#### [WHAT YOU SHOULD DO]
Report each line of the entries that includes "bool" by copying it.

----

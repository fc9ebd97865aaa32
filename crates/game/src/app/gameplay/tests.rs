use engine::{
    ActorState, CharacterBody, FrameContext, InputAction, InputMode, InputSnapshot,
    LookOrientation, Scene, SceneCommand, SceneKey, TouchPhase, TouchPoint,
};
use glam::{Vec2, Vec3};
use tempfile::TempDir;

use super::night::{NightScene, NIGHT_SPAWN};
use super::office::OfficeScene;
use super::props::PropKind;
use crate::app::progress::{GameProgress, ProgressStore, ProgressTracker, SharedProgress};
use crate::app::settings::GameSettings;

const DT: f32 = 0.1;

fn progress() -> (TempDir, SharedProgress) {
    let dir = tempfile::tempdir().expect("tempdir");
    let shared = ProgressTracker::open(ProgressStore::new(dir.path())).into_shared();
    (dir, shared)
}

fn loaded_night(settings: GameSettings) -> (TempDir, SharedProgress, NightScene) {
    let (dir, progress) = progress();
    let mut scene = NightScene::new(settings, std::rc::Rc::clone(&progress));
    scene.load();
    (dir, progress, scene)
}

fn tick<S: Scene>(scene: &mut S, input: &InputSnapshot) -> SceneCommand {
    scene.update(&FrameContext::new(DT, input))
}

fn pressed(action: InputAction) -> InputSnapshot {
    InputSnapshot::empty().with_action_pressed(action)
}

fn face(scene: &mut NightScene, position: Vec3, yaw: f32) {
    scene
        .controller_mut()
        .expect("controller")
        .teleport(position, LookOrientation::new(yaw, 0.0));
}

fn looking_at(scene: &NightScene) -> Option<PropKind> {
    let target = scene.gaze().current_target()?;
    scene.world().prop(target).map(|prop| prop.kind())
}

fn actor_state(scene: &NightScene) -> ActorState {
    scene.controller().expect("controller").actor().state()
}

#[test]
fn night_spawn_looks_at_flash_drive() {
    let (_dir, _progress, mut scene) = loaded_night(GameSettings::default());

    tick(&mut scene, &InputSnapshot::empty());

    assert_eq!(looking_at(&scene), Some(PropKind::FlashDrive));
    let drive = scene.world().find_prop(PropKind::FlashDrive).expect("drive");
    assert!(scene.world().prop(drive).expect("prop").is_looked_at());
}

#[test]
fn collecting_drive_then_leaving_completes_night() {
    let (_dir, progress, mut scene) = loaded_night(GameSettings::default());
    tick(&mut scene, &InputSnapshot::empty());

    assert_eq!(tick(&mut scene, &pressed(InputAction::Interact)), SceneCommand::None);
    let controller = scene.controller().expect("controller");
    assert!(controller.actor().has_item());
    assert!(scene.world().find_prop(PropKind::FlashDrive).is_none());

    tick(&mut scene, &InputSnapshot::empty());
    assert_eq!(looking_at(&scene), Some(PropKind::ExitDoor));

    let command = tick(&mut scene, &pressed(InputAction::Interact));

    assert_eq!(command, SceneCommand::SwitchTo(SceneKey::Office));
    assert_eq!(progress.borrow().progress().current_night, 2);
}

#[test]
fn exit_stays_locked_without_drive() {
    let (_dir, progress, mut scene) = loaded_night(GameSettings::default());
    face(&mut scene, Vec3::new(0.4, 0.0, -3.0), 0.0);
    tick(&mut scene, &InputSnapshot::empty());
    assert_eq!(looking_at(&scene), Some(PropKind::ExitDoor));

    let command = tick(&mut scene, &pressed(InputAction::Interact));

    assert_eq!(command, SceneCommand::None);
    assert_eq!(progress.borrow().progress(), GameProgress::default());
}

#[test]
fn locker_hides_and_interact_again_walks_out() {
    let (_dir, _progress, mut scene) = loaded_night(GameSettings::default());
    face(&mut scene, Vec3::ZERO, 90.0);
    tick(&mut scene, &InputSnapshot::empty());
    assert_eq!(looking_at(&scene), Some(PropKind::Locker));

    tick(&mut scene, &pressed(InputAction::Interact));
    assert_eq!(actor_state(&scene), ActorState::Hiding);

    let before = scene.controller().expect("controller").actor().body().position();
    tick(
        &mut scene,
        &InputSnapshot::empty().with_action_down(InputAction::MoveForward, true),
    );
    let after = scene.controller().expect("controller").actor().body().position();
    assert_eq!(before, after);

    tick(&mut scene, &pressed(InputAction::Interact));
    assert_eq!(actor_state(&scene), ActorState::Walking);
}

#[test]
fn pause_freezes_player_and_restores_previous_state() {
    let (_dir, _progress, mut scene) = loaded_night(GameSettings::default());

    tick(&mut scene, &pressed(InputAction::Pause));
    assert!(scene.is_paused());
    assert_eq!(actor_state(&scene), ActorState::InteractingUI);

    let walking = InputSnapshot::empty().with_action_down(InputAction::MoveForward, true);
    tick(&mut scene, &walking);
    let position = scene.controller().expect("controller").actor().body().position();
    assert!((position.z - NIGHT_SPAWN.z).abs() < 1e-5);

    tick(&mut scene, &pressed(InputAction::Interact));
    assert!(!scene.controller().expect("controller").actor().has_item());

    tick(&mut scene, &pressed(InputAction::Pause));
    assert!(!scene.is_paused());
    assert_eq!(actor_state(&scene), ActorState::Walking);
}

#[test]
fn debug_keys_complete_or_fail_night() {
    let (_dir, progress, mut scene) = loaded_night(GameSettings::default());

    assert_eq!(
        tick(&mut scene, &pressed(InputAction::DebugFailNight)),
        SceneCommand::Reload
    );
    assert_eq!(
        tick(&mut scene, &pressed(InputAction::DebugCompleteNight)),
        SceneCommand::SwitchTo(SceneKey::Office)
    );
    assert_eq!(
        progress.borrow().progress(),
        GameProgress {
            current_night: 2,
            total_deaths: 1
        }
    );
}

#[test]
fn looking_away_exits_target_once() {
    let (_dir, _progress, mut scene) = loaded_night(GameSettings::default());
    face(&mut scene, Vec3::ZERO, 270.0);
    tick(&mut scene, &InputSnapshot::empty());
    tick(&mut scene, &InputSnapshot::empty());
    assert_eq!(looking_at(&scene), Some(PropKind::Poster));

    face(&mut scene, Vec3::ZERO, 180.0);
    tick(&mut scene, &InputSnapshot::empty());

    let poster = scene.world().find_prop(PropKind::Poster).expect("poster");
    let prop = scene.world().prop(poster).expect("prop");
    assert_eq!((prop.enter_count, prop.stay_count, prop.exit_count), (1, 1, 1));
    assert!(!prop.is_looked_at());
    assert_eq!(looking_at(&scene), None);
}

#[test]
fn unload_clears_gaze_and_reload_resets_stage() {
    let (_dir, _progress, mut scene) = loaded_night(GameSettings::default());
    tick(&mut scene, &InputSnapshot::empty());
    tick(&mut scene, &pressed(InputAction::Interact));

    scene.unload();
    assert!(!scene.gaze().is_looking_at_target());
    assert!(scene.controller().is_none());

    scene.load();
    assert!(scene.world().find_prop(PropKind::FlashDrive).is_some());
    assert!(!scene.controller().expect("controller").actor().has_item());
}

#[test]
fn touch_joystick_walks_and_crouch_button_toggles() {
    let settings = GameSettings {
        input_mode: InputMode::Touch,
        ..GameSettings::default()
    };
    let layout = settings.touch_layout.clone();
    let (_dir, _progress, mut scene) = loaded_night(settings);

    let stick_top = Vec2::new(
        layout.joystick_center[0],
        layout.joystick_center[1] + layout.joystick_radius,
    );
    let input = InputSnapshot::empty()
        .with_touches(vec![TouchPoint::new(1, TouchPhase::Began, stick_top)]);
    tick(&mut scene, &input);

    let position = scene.controller().expect("controller").actor().body().position();
    assert!(position.z > NIGHT_SPAWN.z + 0.4);

    let button = Vec2::new(
        layout.crouch_button.min[0] + 10.0,
        layout.crouch_button.min[1] + 10.0,
    );
    let input = InputSnapshot::empty().with_touches(vec![
        TouchPoint::new(1, TouchPhase::Ended, stick_top),
        TouchPoint::new(2, TouchPhase::Began, button),
    ]);
    tick(&mut scene, &input);

    let controller = scene.controller().expect("controller");
    assert!(controller.actor().is_crouched());
    assert_eq!(controller.orientation().yaw, 0.0);
}

fn loaded_office() -> (TempDir, OfficeScene) {
    let (dir, progress) = progress();
    let mut scene = OfficeScene::new(GameSettings::default(), progress);
    scene.load();
    (dir, scene)
}

fn office_target(scene: &OfficeScene) -> Option<PropKind> {
    let target = scene.gaze().current_target()?;
    scene.world().prop(target).map(|prop| prop.kind())
}

#[test]
fn office_starts_facing_monitor() {
    let (_dir, mut scene) = loaded_office();
    tick(&mut scene, &InputSnapshot::empty());
    assert_eq!(office_target(&scene), Some(PropKind::Monitor));
}

#[test]
fn office_rotation_is_clamped_and_reaches_door() {
    let (_dir, mut scene) = loaded_office();
    let turning = InputSnapshot::empty().with_action_down(InputAction::RotateRight, true);

    for _ in 0..20 {
        tick(&mut scene, &turning);
    }

    let view = scene.view().expect("view");
    assert_eq!(view.current_yaw(), 80.0);
    assert_eq!(office_target(&scene), Some(PropKind::OfficeDoor));

    tick(&mut scene, &InputSnapshot::empty());
    let (_left, right) = scene.rotation_buttons();
    assert!(!right.borrow().is_pressed());
    assert_eq!(scene.view().expect("view").current_yaw(), 80.0);
}

#[test]
fn office_actions_hide_and_toggle_camera() {
    let (_dir, mut scene) = loaded_office();

    tick(&mut scene, &pressed(InputAction::Hide));
    assert_eq!(scene.actor().expect("actor").state(), ActorState::Hiding);
    tick(&mut scene, &pressed(InputAction::Hide));
    assert_eq!(scene.actor().expect("actor").state(), ActorState::Walking);

    tick(&mut scene, &pressed(InputAction::OpenCamera));
    assert!(scene.is_camera_open());
    assert_eq!(
        scene.actor().expect("actor").state(),
        ActorState::InteractingUI
    );
    tick(&mut scene, &pressed(InputAction::OpenCamera));
    assert!(!scene.is_camera_open());
}

#[test]
fn office_switch_returns_to_night() {
    let (_dir, mut scene) = loaded_office();
    assert_eq!(
        tick(&mut scene, &pressed(InputAction::SwitchScene)),
        SceneCommand::SwitchTo(SceneKey::Night)
    );
}

#[test]
fn office_title_reports_yaw() {
    let (_dir, mut scene) = loaded_office();
    tick(&mut scene, &InputSnapshot::empty());
    let title = scene.debug_title().expect("title");
    assert!(title.contains("yaw 0"));
    assert!(title.contains("security monitor"));
}

#[test]
fn night_title_shows_prompt_of_looked_at_prop() {
    let (_dir, _progress, mut scene) = loaded_night(GameSettings::default());
    tick(&mut scene, &InputSnapshot::empty());

    let title = scene.debug_title().expect("title");
    assert!(title.starts_with("Night 1"));
    assert!(title.contains("looking at: flash drive [Pick up]"));
}

#[test]
fn reentered_night_starts_over_without_the_drive() {
    let (_dir, progress, mut scene) = loaded_night(GameSettings::default());
    tick(&mut scene, &InputSnapshot::empty());
    tick(&mut scene, &pressed(InputAction::Interact));
    tick(&mut scene, &InputSnapshot::empty());
    assert_eq!(
        tick(&mut scene, &pressed(InputAction::Interact)),
        SceneCommand::SwitchTo(SceneKey::Office)
    );

    scene.unload();
    scene.load();
    face(&mut scene, Vec3::new(0.4, 0.0, -3.0), 0.0);
    tick(&mut scene, &InputSnapshot::empty());
    assert_eq!(looking_at(&scene), Some(PropKind::ExitDoor));

    assert_eq!(tick(&mut scene, &pressed(InputAction::Interact)), SceneCommand::None);
    assert_eq!(progress.borrow().progress().current_night, 2);
}
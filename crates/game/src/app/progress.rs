use std::cell::RefCell;
use std::fs;
use std::io;
use std::path::{Path, PathBuf};
use std::rc::Rc;

use serde::{Deserialize, Serialize};
use thiserror::Error;
use tracing::{info, warn};

use super::atomic_io::write_text_atomic;

pub(crate) const PROGRESS_FILE: &str = "progress.json";

#[derive(Debug, Error)]
pub(crate) enum ProgressError {
    #[error("failed to read progress file {path}: {source}")]
    Read {
        path: PathBuf,
        #[source]
        source: io::Error,
    },
    #[error("failed to parse progress file {path} at {json_path}: {source}")]
    Parse {
        path: PathBuf,
        json_path: String,
        #[source]
        source: serde_json::Error,
    },
    #[error("failed to encode progress: {0}")]
    Encode(#[source] serde_json::Error),
    #[error("failed to write progress file {path}: {source}")]
    Write {
        path: PathBuf,
        #[source]
        source: io::Error,
    },
}

#[derive(Debug, Clone, Copy, PartialEq, Eq, Serialize, Deserialize)]
#[serde(default)]
pub(crate) struct GameProgress {
    pub(crate) current_night: u32,
    pub(crate) total_deaths: u32,
}

impl Default for GameProgress {
    fn default() -> Self {
        Self {
            current_night: 1,
            total_deaths: 0,
        }
    }
}

#[derive(Debug, Clone)]
pub(crate) struct ProgressStore {
    path: PathBuf,
}

impl ProgressStore {
    pub(crate) fn new(save_dir: &Path) -> Self {
        Self {
            path: save_dir.join(PROGRESS_FILE),
        }
    }

    pub(crate) fn path(&self) -> &Path {
        &self.path
    }

    /// Missing file means a fresh game.
    pub(crate) fn load(&self) -> Result<GameProgress, ProgressError> {
        let raw = match fs::read_to_string(&self.path) {
            Ok(raw) => raw,
            Err(error) if error.kind() == io::ErrorKind::NotFound => {
                return Ok(GameProgress::default());
            }
            Err(source) => {
                return Err(ProgressError::Read {
                    path: self.path.clone(),
                    source,
                })
            }
        };

        let mut deserializer = serde_json::Deserializer::from_str(&raw);
        serde_path_to_error::deserialize::<_, GameProgress>(&mut deserializer).map_err(|error| {
            let json_path = error.path().to_string();
            ProgressError::Parse {
                path: self.path.clone(),
                json_path,
                source: error.into_inner(),
            }
        })
    }

    pub(crate) fn save(&self, progress: &GameProgress) -> Result<(), ProgressError> {
        let json = serde_json::to_string_pretty(progress).map_err(ProgressError::Encode)?;
        write_text_atomic(&self.path, &json).map_err(|source| ProgressError::Write {
            path: self.path.clone(),
            source,
        })
    }
}

/// Progress shared by both scenes. Persistence failures are logged and play
/// continues with the in-memory state.
#[derive(Debug)]
pub(crate) struct ProgressTracker {
    store: ProgressStore,
    progress: GameProgress,
}

pub(crate) type SharedProgress = Rc<RefCell<ProgressTracker>>;

impl ProgressTracker {
    pub(crate) fn open(store: ProgressStore) -> Self {
        let progress = match store.load() {
            Ok(progress) => progress,
            Err(error) => {
                warn!(error = %error, "progress_load_failed_starting_fresh");
                GameProgress::default()
            }
        };
        info!(
            night = progress.current_night,
            deaths = progress.total_deaths,
            "progress_loaded"
        );
        Self { store, progress }
    }

    pub(crate) fn into_shared(self) -> SharedProgress {
        Rc::new(RefCell::new(self))
    }

    pub(crate) fn progress(&self) -> GameProgress {
        self.progress
    }

    pub(crate) fn complete_night(&mut self) {
        self.progress.current_night = self.progress.current_night.saturating_add(1);
        info!(next_night = self.progress.current_night, "night_completed");
        self.persist();
    }

    pub(crate) fn record_death(&mut self) {
        self.progress.total_deaths = self.progress.total_deaths.saturating_add(1);
        info!(deaths = self.progress.total_deaths, "death_recorded");
        self.persist();
    }

    fn persist(&self) {
        if let Err(error) = self.store.save(&self.progress) {
            warn!(error = %error, "progress_save_failed");
        }
    }
}
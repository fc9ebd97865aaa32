use std::rc::Rc;

use engine::{
    ActionKind, Actor, ActorState, ButtonPairInput, FixedViewController, FrameContext,
    GazeDetector, InputAction, LookOrientation, PlayerSignal, RotationButton,
    RotationButtonHandle, RotationDirection, Scene, SceneCommand, SceneKey, Viewpoint,
};
use glam::Vec3;
use tracing::info;

use super::night::PLAYER_HEIGHT;
use super::props::PropKind;
use super::stage::{Aabb, KinematicBody, StageWorld};
use crate::app::progress::SharedProgress;
use crate::app::settings::GameSettings;

pub(crate) const OFFICE_EYE: Vec3 = Vec3::new(0.0, 1.2, 0.0);
const ROTATION_SPEED_DEGREES_PER_SECOND: f32 = 60.0;

pub(crate) fn office_room() -> Aabb {
    Aabb {
        min: Vec3::new(-3.0, 0.0, -3.0),
        max: Vec3::new(3.0, 3.0, 3.0),
    }
}

fn build_office_stage() -> StageWorld {
    let mut world = StageWorld::default();
    world.add_prop(
        PropKind::Monitor,
        Aabb::from_center(Vec3::new(0.0, 1.2, 1.5), Vec3::new(0.5, 0.35, 0.1)),
    );
    world.add_prop(
        PropKind::OfficeDoor,
        Aabb::from_center(Vec3::new(2.9, 1.0, 0.0), Vec3::new(0.1, 1.0, 0.6)),
    );
    world.add_wall(Aabb {
        min: Vec3::new(-3.2, 0.0, -3.0),
        max: Vec3::new(-3.0, 3.0, 3.0),
    });
    world
}

/// Seated security office: the camera only turns, through two rotation buttons.
pub(crate) struct OfficeScene {
    settings: GameSettings,
    progress: SharedProgress,
    world: StageWorld,
    actor: Option<Actor<KinematicBody>>,
    view: Option<FixedViewController>,
    left: RotationButtonHandle,
    right: RotationButtonHandle,
    gaze: GazeDetector,
    camera_open: bool,
}

impl OfficeScene {
    pub(crate) fn new(settings: GameSettings, progress: SharedProgress) -> Self {
        let gaze = GazeDetector::new(settings.gaze.clone());
        Self {
            settings,
            progress,
            world: StageWorld::default(),
            actor: None,
            view: None,
            left: RotationButton::new(RotationDirection::Left, ROTATION_SPEED_DEGREES_PER_SECOND)
                .into_handle(),
            right: RotationButton::new(
                RotationDirection::Right,
                ROTATION_SPEED_DEGREES_PER_SECOND,
            )
            .into_handle(),
            gaze,
            camera_open: false,
        }
    }

    /// Handles for the on-screen arrows; the UI layer presses and releases them.
    #[cfg(test)]
    pub(crate) fn rotation_buttons(&self) -> (RotationButtonHandle, RotationButtonHandle) {
        (Rc::clone(&self.left), Rc::clone(&self.right))
    }

    #[cfg(test)]
    pub(crate) fn view(&self) -> Option<&FixedViewController> {
        self.view.as_ref()
    }

    #[cfg(test)]
    pub(crate) fn actor(&self) -> Option<&Actor<KinematicBody>> {
        self.actor.as_ref()
    }

    #[cfg(test)]
    pub(crate) fn gaze(&self) -> &GazeDetector {
        &self.gaze
    }

    #[cfg(test)]
    pub(crate) fn world(&self) -> &StageWorld {
        &self.world
    }

    #[cfg(test)]
    pub(crate) fn is_camera_open(&self) -> bool {
        self.camera_open
    }

    fn press_action(&mut self, action: ActionKind) {
        let (Some(view), Some(actor)) = (self.view.as_ref(), self.actor.as_mut()) else {
            return;
        };
        if action == ActionKind::Hide && actor.state() == ActorState::Hiding {
            actor.walk();
            return;
        }
        if let Some(PlayerSignal::OpenCamera) = view.press_action(&action, actor) {
            self.camera_open = !self.camera_open;
            if self.camera_open {
                actor.interact_with_ui();
            } else {
                actor.walk();
            }
            info!(open = self.camera_open, "security_camera_toggled");
        }
    }
}

impl Scene for OfficeScene {
    fn load(&mut self) {
        self.world = build_office_stage();
        self.camera_open = false;
        self.left.borrow_mut().release();
        self.right.borrow_mut().release();

        let body = KinematicBody::new(Vec3::ZERO, PLAYER_HEIGHT, office_room());
        self.actor = Some(Actor::new(body, self.settings.crouch));

        let mut view = FixedViewController::new(
            self.settings.fixed_view.clone(),
            ButtonPairInput::new(Rc::clone(&self.left), Rc::clone(&self.right)),
        );
        view.attach_viewpoint(Viewpoint::new(OFFICE_EYE, LookOrientation::default()));
        self.view = Some(view);

        info!(
            night = self.progress.borrow().progress().current_night,
            "office_started"
        );
    }

    fn update(&mut self, ctx: &FrameContext<'_>) -> SceneCommand {
        if ctx.input.was_pressed(InputAction::SwitchScene) {
            return SceneCommand::SwitchTo(SceneKey::Night);
        }

        self.left
            .borrow_mut()
            .set_pressed(ctx.input.is_down(InputAction::RotateLeft));
        self.right
            .borrow_mut()
            .set_pressed(ctx.input.is_down(InputAction::RotateRight));

        if let Some(view) = self.view.as_mut() {
            view.update(ctx);
        }

        if ctx.input.was_pressed(InputAction::Hide) {
            self.press_action(ActionKind::Hide);
        }
        if ctx.input.was_pressed(InputAction::OpenCamera) {
            self.press_action(ActionKind::OpenCamera);
        }

        let viewpoint = self.view.as_ref().and_then(FixedViewController::viewpoint);
        self.gaze.update(viewpoint, &mut self.world);
        SceneCommand::None
    }

    fn unload(&mut self) {
        self.gaze.clear(&mut self.world);
        self.view = None;
        self.actor = None;
        self.left.borrow_mut().release();
        self.right.borrow_mut().release();
        info!("office_unloaded");
    }

    fn debug_title(&self) -> Option<String> {
        let view = self.view.as_ref()?;
        let state = self.actor.as_ref().map(Actor::state).unwrap_or_default();
        Some(format!(
            "Office | night {} | yaw {:.0} | {:?}{} | looking at: {}",
            self.progress.borrow().progress().current_night,
            view.current_yaw(),
            state,
            if self.camera_open { " | camera" } else { "" },
            self.gaze.current_target_name().unwrap_or("-"),
        ))
    }
}
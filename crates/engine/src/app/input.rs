#[derive(Debug, Clone, Copy, PartialEq, Eq, Hash)]
pub enum InputAction {
    MoveForward,
    MoveBack,
    MoveLeft,
    MoveRight,
    Interact,
    Pause,
    Crouch,
    RotateLeft,
    RotateRight,
    Hide,
    OpenCamera,
    SwitchScene,
    DebugCompleteNight,
    DebugFailNight,
}

const ACTION_COUNT: usize = 14;

#[derive(Debug, Clone, Copy, Default, PartialEq, Eq)]
pub(crate) struct ActionStates {
    down: [bool; ACTION_COUNT],
}

impl ActionStates {
    pub(crate) fn set(&mut self, action: InputAction, is_down: bool) {
        self.down[action.index()] = is_down;
    }

    pub(crate) fn is_down(&self, action: InputAction) -> bool {
        self.down[action.index()]
    }

    pub(crate) fn clear(&mut self) {
        self.down = [false; ACTION_COUNT];
    }
}

impl InputAction {
    const fn index(self) -> usize {
        match self {
            InputAction::MoveForward => 0,
            InputAction::MoveBack => 1,
            InputAction::MoveLeft => 2,
            InputAction::MoveRight => 3,
            InputAction::Interact => 4,
            InputAction::Pause => 5,
            InputAction::Crouch => 6,
            InputAction::RotateLeft => 7,
            InputAction::RotateRight => 8,
            InputAction::Hide => 9,
            InputAction::OpenCamera => 10,
            InputAction::SwitchScene => 11,
            InputAction::DebugCompleteNight => 12,
            InputAction::DebugFailNight => 13,
        }
    }
}

#[cfg(test)]
mod tests {
    use super::*;

    #[test]
    fn set_and_clear_track_each_action_independently() {
        let mut states = ActionStates::default();
        states.set(InputAction::Crouch, true);
        states.set(InputAction::DebugFailNight, true);

        assert!(states.is_down(InputAction::Crouch));
        assert!(states.is_down(InputAction::DebugFailNight));
        assert!(!states.is_down(InputAction::Interact));

        states.clear();
        assert!(!states.is_down(InputAction::Crouch));
        assert!(!states.is_down(InputAction::DebugFailNight));
    }
}
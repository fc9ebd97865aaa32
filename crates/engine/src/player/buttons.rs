use std::cell::RefCell;
use std::rc::Rc;

use glam::Vec2;

use super::source::InputSource;
use super::validate::positive_or_default;
use crate::app::FrameContext;

pub const DEFAULT_ROTATION_SPEED: f32 = 60.0;

#[derive(Debug, Clone, Copy, PartialEq, Eq)]
pub enum RotationDirection {
    Left,
    Right,
}

impl RotationDirection {
    pub fn sign(self) -> f32 {
        match self {
            Self::Left => -1.0,
            Self::Right => 1.0,
        }
    }
}

/// On-screen rotate button. The UI layer presses and releases it; the input
/// source reads its contribution every tick.
#[derive(Debug, Clone)]
pub struct RotationButton {
    direction: RotationDirection,
    speed: f32,
    pressed: bool,
}

/// Shared between the UI layer and the input source on the frame thread.
pub type RotationButtonHandle = Rc<RefCell<RotationButton>>;

impl RotationButton {
    /// `speed` is degrees per second.
    pub fn new(direction: RotationDirection, speed: f32) -> Self {
        Self {
            direction,
            speed: positive_or_default("rotation_button.speed", speed, DEFAULT_ROTATION_SPEED),
            pressed: false,
        }
    }

    pub fn into_handle(self) -> RotationButtonHandle {
        Rc::new(RefCell::new(self))
    }

    pub fn direction(&self) -> RotationDirection {
        self.direction
    }

    pub fn speed(&self) -> f32 {
        self.speed
    }

    pub fn is_pressed(&self) -> bool {
        self.pressed
    }

    pub fn press(&mut self) {
        self.pressed = true;
    }

    pub fn release(&mut self) {
        self.pressed = false;
    }

    pub fn set_pressed(&mut self, pressed: bool) {
        self.pressed = pressed;
    }

    /// Signed degrees per second while held, zero otherwise.
    pub fn rotation_speed(&self) -> f32 {
        if self.pressed {
            self.direction.sign() * self.speed
        } else {
            0.0
        }
    }
}

/// Look-only backend fed by a left/right pair of rotation buttons.
#[derive(Debug, Clone, Default)]
pub struct ButtonPairInput {
    left: Option<RotationButtonHandle>,
    right: Option<RotationButtonHandle>,
}

impl ButtonPairInput {
    pub fn new(left: RotationButtonHandle, right: RotationButtonHandle) -> Self {
        Self {
            left: Some(left),
            right: Some(right),
        }
    }

    pub fn set_left_button(&mut self, button: Option<RotationButtonHandle>) {
        self.left = button;
    }

    pub fn set_right_button(&mut self, button: Option<RotationButtonHandle>) {
        self.right = button;
    }

    pub fn left_button(&self) -> Option<&RotationButtonHandle> {
        self.left.as_ref()
    }

    pub fn right_button(&self) -> Option<&RotationButtonHandle> {
        self.right.as_ref()
    }

    fn rotation_speed(&self) -> f32 {
        [self.left.as_ref(), self.right.as_ref()]
            .into_iter()
            .flatten()
            .map(|button| button.borrow().rotation_speed())
            .sum()
    }
}

impl InputSource for ButtonPairInput {
    fn movement(&self, _ctx: &FrameContext<'_>) -> Vec2 {
        Vec2::ZERO
    }

    fn look(&mut self, ctx: &FrameContext<'_>) -> Vec2 {
        Vec2::new(self.rotation_speed() * ctx.dt_seconds, 0.0)
    }

    fn interact(&self, _ctx: &FrameContext<'_>) -> bool {
        false
    }

    fn pause(&self, _ctx: &FrameContext<'_>) -> bool {
        false
    }

    fn crouch(&self, _ctx: &FrameContext<'_>) -> bool {
        false
    }
}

----

#### [WRITTEN RESPONSE]
    camera_open: bool,
    pub(crate) fn is_camera_open(&self) -> bool {
    down: [bool; ACTION_COUNT],
    pub(crate) fn set(&mut self, action: InputAction, is_down: bool) {
    pub(crate) fn is_down(&self, action: InputAction) -> bool {
    pressed: bool,
    pub fn is_pressed(&self) -> bool {
    pub fn set_pressed(&mut self, pressed: bool) {
    fn interact(&self, _ctx: &FrameContext<'_>) -> bool {
    fn pause(&self, _ctx: &FrameContext<'_>) -> bool {
    fn crouch(&self, _ctx: &FrameContext<'_>) -> bool {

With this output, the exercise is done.